Dataset items
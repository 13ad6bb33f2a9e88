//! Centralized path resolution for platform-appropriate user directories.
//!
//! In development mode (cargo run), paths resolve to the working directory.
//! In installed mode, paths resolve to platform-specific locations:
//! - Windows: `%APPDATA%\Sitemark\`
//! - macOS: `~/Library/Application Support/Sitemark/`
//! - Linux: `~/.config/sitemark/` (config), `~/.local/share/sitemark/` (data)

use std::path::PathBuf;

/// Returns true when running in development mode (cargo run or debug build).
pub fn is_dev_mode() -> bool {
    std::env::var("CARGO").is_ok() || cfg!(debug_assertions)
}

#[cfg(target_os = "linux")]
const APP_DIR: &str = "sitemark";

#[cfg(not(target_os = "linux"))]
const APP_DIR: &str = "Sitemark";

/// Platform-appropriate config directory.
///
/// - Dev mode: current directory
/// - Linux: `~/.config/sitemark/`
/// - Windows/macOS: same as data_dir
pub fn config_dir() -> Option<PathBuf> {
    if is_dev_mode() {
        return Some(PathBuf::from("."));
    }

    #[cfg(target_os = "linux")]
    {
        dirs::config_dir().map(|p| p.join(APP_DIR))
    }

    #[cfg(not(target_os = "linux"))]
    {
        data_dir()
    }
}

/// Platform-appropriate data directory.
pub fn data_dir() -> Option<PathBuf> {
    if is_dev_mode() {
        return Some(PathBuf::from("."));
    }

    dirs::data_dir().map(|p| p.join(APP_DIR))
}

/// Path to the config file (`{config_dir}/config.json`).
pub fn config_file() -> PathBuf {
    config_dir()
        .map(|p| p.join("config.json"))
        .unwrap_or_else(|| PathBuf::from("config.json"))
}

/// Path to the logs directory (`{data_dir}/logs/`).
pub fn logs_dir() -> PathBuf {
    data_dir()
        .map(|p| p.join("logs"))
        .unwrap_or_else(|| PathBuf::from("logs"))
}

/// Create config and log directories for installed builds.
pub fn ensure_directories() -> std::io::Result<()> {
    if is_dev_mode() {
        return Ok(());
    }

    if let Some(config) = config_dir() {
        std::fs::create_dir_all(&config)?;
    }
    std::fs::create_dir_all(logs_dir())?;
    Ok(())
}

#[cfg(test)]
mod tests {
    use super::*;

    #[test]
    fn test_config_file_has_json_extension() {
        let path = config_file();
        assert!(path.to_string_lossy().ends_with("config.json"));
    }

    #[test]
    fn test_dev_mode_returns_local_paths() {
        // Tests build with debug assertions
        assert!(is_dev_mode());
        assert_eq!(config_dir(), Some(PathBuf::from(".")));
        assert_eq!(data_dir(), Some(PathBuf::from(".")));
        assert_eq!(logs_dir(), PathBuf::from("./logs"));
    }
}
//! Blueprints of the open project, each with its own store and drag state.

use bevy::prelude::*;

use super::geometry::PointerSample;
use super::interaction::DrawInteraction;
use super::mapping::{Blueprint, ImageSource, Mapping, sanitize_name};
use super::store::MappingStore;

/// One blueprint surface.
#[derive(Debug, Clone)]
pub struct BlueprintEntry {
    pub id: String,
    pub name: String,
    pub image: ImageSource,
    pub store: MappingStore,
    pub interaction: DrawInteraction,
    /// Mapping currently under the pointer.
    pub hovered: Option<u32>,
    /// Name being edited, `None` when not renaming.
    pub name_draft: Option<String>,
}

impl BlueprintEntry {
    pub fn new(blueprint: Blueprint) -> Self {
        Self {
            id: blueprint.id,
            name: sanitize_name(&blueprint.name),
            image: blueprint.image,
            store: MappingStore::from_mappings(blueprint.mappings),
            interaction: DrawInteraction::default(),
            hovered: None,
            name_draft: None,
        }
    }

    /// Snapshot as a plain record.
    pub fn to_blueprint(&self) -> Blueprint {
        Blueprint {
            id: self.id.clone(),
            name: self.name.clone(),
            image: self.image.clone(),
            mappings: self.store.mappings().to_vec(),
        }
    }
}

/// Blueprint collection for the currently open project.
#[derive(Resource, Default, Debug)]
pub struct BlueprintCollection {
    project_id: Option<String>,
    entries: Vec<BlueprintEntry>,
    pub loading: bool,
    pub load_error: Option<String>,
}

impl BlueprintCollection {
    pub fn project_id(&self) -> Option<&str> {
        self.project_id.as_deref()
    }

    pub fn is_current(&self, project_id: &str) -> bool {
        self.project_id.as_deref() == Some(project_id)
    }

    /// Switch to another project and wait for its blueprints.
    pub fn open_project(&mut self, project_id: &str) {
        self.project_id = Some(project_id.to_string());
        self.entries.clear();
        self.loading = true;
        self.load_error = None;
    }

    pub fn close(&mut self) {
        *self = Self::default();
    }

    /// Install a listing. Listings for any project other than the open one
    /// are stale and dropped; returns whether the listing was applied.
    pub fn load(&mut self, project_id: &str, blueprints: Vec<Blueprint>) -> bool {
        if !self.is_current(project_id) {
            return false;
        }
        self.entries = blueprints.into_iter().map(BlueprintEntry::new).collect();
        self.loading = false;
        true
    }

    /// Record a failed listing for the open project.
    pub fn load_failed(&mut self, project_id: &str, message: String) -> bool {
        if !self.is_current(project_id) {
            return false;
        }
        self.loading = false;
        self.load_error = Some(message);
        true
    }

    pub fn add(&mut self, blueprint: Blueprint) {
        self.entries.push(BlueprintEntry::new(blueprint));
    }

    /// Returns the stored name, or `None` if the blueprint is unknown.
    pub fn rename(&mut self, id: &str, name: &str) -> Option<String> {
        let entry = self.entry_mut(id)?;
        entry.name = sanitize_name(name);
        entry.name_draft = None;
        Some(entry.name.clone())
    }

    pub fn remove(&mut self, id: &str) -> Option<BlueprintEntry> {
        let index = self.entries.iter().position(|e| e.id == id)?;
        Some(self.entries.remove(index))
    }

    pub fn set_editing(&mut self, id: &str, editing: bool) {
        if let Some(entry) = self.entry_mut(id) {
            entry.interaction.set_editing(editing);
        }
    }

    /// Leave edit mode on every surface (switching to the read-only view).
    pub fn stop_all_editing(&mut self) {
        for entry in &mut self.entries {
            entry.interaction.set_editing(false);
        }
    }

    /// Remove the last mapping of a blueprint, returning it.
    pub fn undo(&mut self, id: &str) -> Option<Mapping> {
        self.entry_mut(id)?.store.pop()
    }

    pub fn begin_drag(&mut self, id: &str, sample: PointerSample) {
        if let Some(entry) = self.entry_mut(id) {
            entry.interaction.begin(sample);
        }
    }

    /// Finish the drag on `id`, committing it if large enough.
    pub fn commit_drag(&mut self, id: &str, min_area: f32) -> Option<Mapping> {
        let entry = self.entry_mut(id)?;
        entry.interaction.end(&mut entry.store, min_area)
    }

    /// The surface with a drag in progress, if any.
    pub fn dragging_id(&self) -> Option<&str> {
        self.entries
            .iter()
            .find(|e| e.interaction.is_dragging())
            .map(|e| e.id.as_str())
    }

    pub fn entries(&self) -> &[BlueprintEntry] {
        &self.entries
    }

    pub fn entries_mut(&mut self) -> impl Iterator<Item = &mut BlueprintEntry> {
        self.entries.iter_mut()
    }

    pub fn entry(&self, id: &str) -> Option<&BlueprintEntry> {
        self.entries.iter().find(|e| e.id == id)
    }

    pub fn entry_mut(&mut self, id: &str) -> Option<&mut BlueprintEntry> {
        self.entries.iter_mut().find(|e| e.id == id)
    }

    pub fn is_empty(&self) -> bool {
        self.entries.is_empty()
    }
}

...

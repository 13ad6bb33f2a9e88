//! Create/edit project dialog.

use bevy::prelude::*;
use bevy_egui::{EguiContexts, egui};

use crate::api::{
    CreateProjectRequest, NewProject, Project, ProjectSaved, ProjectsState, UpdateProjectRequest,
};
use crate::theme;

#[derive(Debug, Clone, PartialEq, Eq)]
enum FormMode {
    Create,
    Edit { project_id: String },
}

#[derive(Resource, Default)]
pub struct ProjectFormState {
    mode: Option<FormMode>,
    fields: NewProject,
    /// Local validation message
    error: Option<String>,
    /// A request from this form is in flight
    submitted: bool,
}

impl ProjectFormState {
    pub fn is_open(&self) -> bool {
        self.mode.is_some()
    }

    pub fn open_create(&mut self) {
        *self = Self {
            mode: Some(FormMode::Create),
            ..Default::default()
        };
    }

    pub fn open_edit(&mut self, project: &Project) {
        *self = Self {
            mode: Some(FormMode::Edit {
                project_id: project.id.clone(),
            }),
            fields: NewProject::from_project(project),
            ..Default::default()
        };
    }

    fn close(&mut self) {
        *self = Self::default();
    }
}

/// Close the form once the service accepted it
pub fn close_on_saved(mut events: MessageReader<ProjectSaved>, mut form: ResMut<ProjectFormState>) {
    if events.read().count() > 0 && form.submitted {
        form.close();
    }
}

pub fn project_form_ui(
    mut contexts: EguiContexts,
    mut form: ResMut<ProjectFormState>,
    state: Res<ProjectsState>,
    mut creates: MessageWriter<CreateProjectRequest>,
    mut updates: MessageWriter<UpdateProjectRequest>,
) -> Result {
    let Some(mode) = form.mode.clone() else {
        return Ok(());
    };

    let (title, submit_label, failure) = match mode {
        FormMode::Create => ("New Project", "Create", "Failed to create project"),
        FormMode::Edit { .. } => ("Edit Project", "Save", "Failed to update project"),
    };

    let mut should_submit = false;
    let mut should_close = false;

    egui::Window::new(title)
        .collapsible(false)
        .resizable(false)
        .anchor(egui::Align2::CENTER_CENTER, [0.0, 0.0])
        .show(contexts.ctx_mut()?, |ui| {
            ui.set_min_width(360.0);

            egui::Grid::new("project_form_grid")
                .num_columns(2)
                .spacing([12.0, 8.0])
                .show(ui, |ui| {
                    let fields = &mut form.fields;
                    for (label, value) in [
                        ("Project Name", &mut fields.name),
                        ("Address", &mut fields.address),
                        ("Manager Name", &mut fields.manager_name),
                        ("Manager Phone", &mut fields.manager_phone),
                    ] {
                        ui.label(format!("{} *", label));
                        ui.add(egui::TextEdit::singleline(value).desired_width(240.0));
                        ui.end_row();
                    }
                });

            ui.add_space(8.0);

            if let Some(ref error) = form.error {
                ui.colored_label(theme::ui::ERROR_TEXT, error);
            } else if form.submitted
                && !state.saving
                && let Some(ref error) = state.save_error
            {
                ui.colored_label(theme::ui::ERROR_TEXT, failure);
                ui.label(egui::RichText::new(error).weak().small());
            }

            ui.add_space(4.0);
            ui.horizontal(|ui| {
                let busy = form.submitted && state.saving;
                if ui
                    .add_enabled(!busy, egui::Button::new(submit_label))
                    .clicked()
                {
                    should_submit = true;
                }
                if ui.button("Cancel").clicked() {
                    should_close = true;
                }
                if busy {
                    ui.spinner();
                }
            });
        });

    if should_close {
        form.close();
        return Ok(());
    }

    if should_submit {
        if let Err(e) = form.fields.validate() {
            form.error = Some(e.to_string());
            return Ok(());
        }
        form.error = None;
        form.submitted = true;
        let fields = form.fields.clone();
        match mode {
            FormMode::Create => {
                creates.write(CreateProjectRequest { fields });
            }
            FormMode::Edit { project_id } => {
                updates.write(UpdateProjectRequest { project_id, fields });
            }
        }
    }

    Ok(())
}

**Task requirements:**
Within the entries, find all lines holding "DrawInteraction" and copy each one.

**Task solution:**
use super::interaction::DrawInteraction;
    pub interaction: DrawInteraction,
            interaction: DrawInteraction::default(),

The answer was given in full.